-- MATERIAL PROVIDED follows --

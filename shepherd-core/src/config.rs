use serde::{Deserialize, Serialize};
use std::env;
use std::fs;
use std::path::{Path, PathBuf};
use tracing::{debug, info};

use crate::error::{ConfigError, Result};
use crate::locator::ResourceLocator;
use crate::resolver::ConnectionResolver;

pub const ROOT_ENV: &str = "SHEPHERD_ROOT";
pub const DB_PROPERTIES_ENV: &str = "SHEPHERD_DB_PROPERTIES";

const LOCAL_CONFIG: &str = "shepherd.toml";
const DEFAULT_GLOBAL_PROPERTIES: &str = "${root}/WEB-INF/classes/database.properties";

/// Where a deployment lives and where its database properties are kept
#[derive(Debug, Clone, Serialize, Deserialize, PartialEq, Eq)]
pub struct DeploymentConfig {
    /// Deployment root (the running web application's directory)
    #[serde(default = "default_root")]
    pub root: PathBuf,

    /// Global database properties file. `${root}` and `${HOME}` are expanded.
    #[serde(default = "default_global_properties")]
    pub global_properties: PathBuf,
}

fn default_root() -> PathBuf {
    PathBuf::from(".")
}

fn default_global_properties() -> PathBuf {
    PathBuf::from(DEFAULT_GLOBAL_PROPERTIES)
}

impl Default for DeploymentConfig {
    fn default() -> Self {
        Self {
            root: default_root(),
            global_properties: default_global_properties(),
        }
    }
}

/// User config directory (~/.shepherd)
pub fn config_dir() -> Option<PathBuf> {
    dirs::home_dir().map(|home| home.join(".shepherd"))
}

fn read_layer(path: &Path) -> Result<ConfigLayer> {
    let contents = fs::read_to_string(path).map_err(|err| ConfigError::from_io(path, err))?;
    let layer = toml::from_str(&contents).map_err(|err| ConfigError::InvalidConfig {
        path: path.to_path_buf(),
        reason: err.to_string(),
    })?;
    info!("Loaded deployment config from {}", path.display());
    Ok(layer)
}

/// One config file layer. Fields left out of the file keep the value from
/// the layer below.
#[derive(Debug, Deserialize)]
struct ConfigLayer {
    root: Option<PathBuf>,
    global_properties: Option<PathBuf>,
}

impl DeploymentConfig {
    /// Load the deployment config.
    ///
    /// Priority order (highest to lowest):
    /// 1. `SHEPHERD_ROOT` / `SHEPHERD_DB_PROPERTIES` (a `.env` file is honoured)
    /// 2. ./shepherd.toml
    /// 3. ~/.shepherd/config.toml
    /// 4. Built-in defaults
    pub fn load() -> Result<Self> {
        Self::load_with_root(None)
    }

    /// Load the deployment config with `root` taking priority over every
    /// other source. `${root}` is expanded against the overridden value.
    pub fn load_with_root(root: Option<PathBuf>) -> Result<Self> {
        if let Ok(path) = dotenvy::dotenv() {
            debug!("Loaded .env from {}", path.display());
        }

        let global = config_dir().map(|dir| dir.join("config.toml"));
        let mut config = Self::from_layers(global.as_deref(), Path::new(LOCAL_CONFIG))?;

        config.apply_env_overrides();
        if let Some(root) = root {
            config.root = root;
        }
        config.expand_variables();
        Ok(config)
    }

    /// Stack the global then the local config file over the defaults.
    /// Missing files are skipped. Nothing is expanded yet.
    pub fn from_layers(global: Option<&Path>, local: &Path) -> Result<Self> {
        let mut config = Self::default();
        for path in global.into_iter().chain(std::iter::once(local)) {
            if path.exists() {
                config = Self::merge(config, read_layer(path)?);
            }
        }
        Ok(config)
    }

    /// Parse a config file. A file that exists but is not valid TOML is an error.
    pub fn from_file(path: &Path) -> Result<Self> {
        Ok(Self::merge(Self::default(), read_layer(path)?))
    }

    /// Merge a layer over a config (layer overrides base, field by field)
    fn merge(mut base: Self, layer: ConfigLayer) -> Self {
        if let Some(root) = layer.root {
            base.root = root;
        }
        if let Some(global_properties) = layer.global_properties {
            base.global_properties = global_properties;
        }
        base
    }

    fn apply_env_overrides(&mut self) {
        if let Ok(root) = env::var(ROOT_ENV) {
            self.root = PathBuf::from(root);
        }
        if let Ok(props) = env::var(DB_PROPERTIES_ENV) {
            self.global_properties = PathBuf::from(props);
        }
    }

    /// Expand ${root} and ${HOME} in the global properties path
    pub fn expand_variables(&mut self) {
        let root = self.root.display().to_string();
        let home = env::var("HOME").unwrap_or_default();

        let expanded = self
            .global_properties
            .display()
            .to_string()
            .replace("${root}", &root)
            .replace("${HOME}", &home);
        self.global_properties = PathBuf::from(expanded);
    }

    pub fn locator(&self) -> ResourceLocator {
        ResourceLocator::new(&self.global_properties)
    }

    pub fn resolver(&self) -> ConnectionResolver {
        ConnectionResolver::new(self.locator())
    }
}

-- MATERIAL PROVIDED concluded --

Word for word, repeat every record.

filename shepherd-core/src/config.rs
use serde::{Deserialize, Serialize};
use std::env;
use std::fs;
use std::path::{Path, PathBuf};
use tracing::{debug, info};

use crate::error::{ConfigError, Result};
use crate::locator::ResourceLocator;
use crate::resolver::ConnectionResolver;

pub const ROOT_ENV: &str = "SHEPHERD_ROOT";
pub const DB_PROPERTIES_ENV: &str = "SHEPHERD_DB_PROPERTIES";

const LOCAL_CONFIG: &str = "shepherd.toml";
const DEFAULT_GLOBAL_PROPERTIES: &str = "${root}/WEB-INF/classes/database.properties";

/// Where a deployment lives and where its database properties are kept
#[derive(Debug, Clone, Serialize, Deserialize, PartialEq, Eq)]
pub struct DeploymentConfig {
    /// Deployment root (the running web application's directory)
    #[serde(default = "default_root")]
    pub root: PathBuf,

    /// Global database properties file. `${root}` and `${HOME}` are expanded.
    #[serde(default = "default_global_properties")]
    pub global_properties: PathBuf,
}

fn default_root() -> PathBuf {
    PathBuf::from(".")
}

fn default_global_properties() -> PathBuf {
    PathBuf::from(DEFAULT_GLOBAL_PROPERTIES)
}

impl Default for DeploymentConfig {
    fn default() -> Self {
        Self {
            root: default_root(),
            global_properties: default_global_properties(),
        }
    }
}

/// User config directory (~/.shepherd)
pub fn config_dir() -> Option<PathBuf> {
    dirs::home_dir().map(|home| home.join(".shepherd"))
}

fn read_layer(path: &Path) -> Result<ConfigLayer> {
    let contents = fs::read_to_string(path).map_err(|err| ConfigError::from_io(path, err))?;
    let layer = toml::from_str(&contents).map_err(|err| ConfigError::InvalidConfig {
        path: path.to_path_buf(),
        reason: err.to_string(),
    })?;
    info!("Loaded deployment config from {}", path.display());
    Ok(layer)
}

/// One config file layer. Fields left out of the file keep the value from
/// the layer below.
#[derive(Debug, Deserialize)]
struct ConfigLayer {
    root: Option<PathBuf>,
    global_properties: Option<PathBuf>,
}

impl DeploymentConfig {
    /// Load the deployment config.
    ///
    /// Priority order (highest to lowest):
    /// 1. `SHEPHERD_ROOT` / `SHEPHERD_DB_PROPERTIES` (a `.env` file is honoured)
    /// 2. ./shepherd.toml
    /// 3. ~/.shepherd/config.toml
    /// 4. Built-in defaults
    pub fn load() -> Result<Self> {
        Self::load_with_root(None)
    }

    /// Load the deployment config with `root` taking priority over every
    /// other source. `${root}` is expanded against the overridden value.
    pub fn load_with_root(root: Option<PathBuf>) -> Result<Self> {
        if let Ok(path) = dotenvy::dotenv() {
            debug!("Loaded .env from {}", path.display());
        }

        let global = config_dir().map(|dir| dir.join("config.toml"));
        let mut config = Self::from_layers(global.as_deref(), Path::new(LOCAL_CONFIG))?;

        config.apply_env_overrides();
        if let Some(root) = root {
            config.root = root;
        }
        config.expand_variables();
        Ok(config)
    }

    /// Stack the global then the local config file over the defaults.
    /// Missing files are skipped. Nothing is expanded yet.
    pub fn from_layers(global: Option<&Path>, local: &Path) -> Result<Self> {
        let mut config = Self::default();
        for path in global.into_iter().chain(std::iter::once(local)) {
            if path.exists() {
                config = Self::merge(config, read_layer(path)?);
            }
        }
        Ok(config)
    }

    /// Parse a config file. A file that exists but is not valid TOML is an error.
    pub fn from_file(path: &Path) -> Result<Self> {
        Ok(Self::merge(Self::default(), read_layer(path)?))
    }

    /// Merge a layer over a config (layer overrides base, field by field)
    fn merge(mut base: Self, layer: ConfigLayer) -> Self {
        if let Some(root) = layer.root {
            base.root = root;
        }
        if let Some(global_properties) = layer.global_properties {
            base.global_properties = global_properties;
        }
        base
    }

    fn apply_env_overrides(&mut self) {
        if let Ok(root) = env::var(ROOT_ENV) {
            self.root = PathBuf::from(root);
        }
        if let Ok(props) = env::var(DB_PROPERTIES_ENV) {
            self.global_properties = PathBuf::from(props);
        }
    }

    /// Expand ${root} and ${HOME} in the global properties path
    pub fn expand_variables(&mut self) {
        let root = self.root.display().to_string();
        let home = env::var("HOME").unwrap_or_default();

        let expanded = self
            .global_properties
            .display()
            .to_string()
            .replace("${root}", &root)
            .replace("${HOME}", &home);
        self.global_properties = PathBuf::from(expanded);
    }

    pub fn locator(&self) -> ResourceLocator {
        ResourceLocator::new(&self.global_properties)
    }

    pub fn resolver(&self) -> ConnectionResolver {
        ConnectionResolver::new(self.locator())
    }
}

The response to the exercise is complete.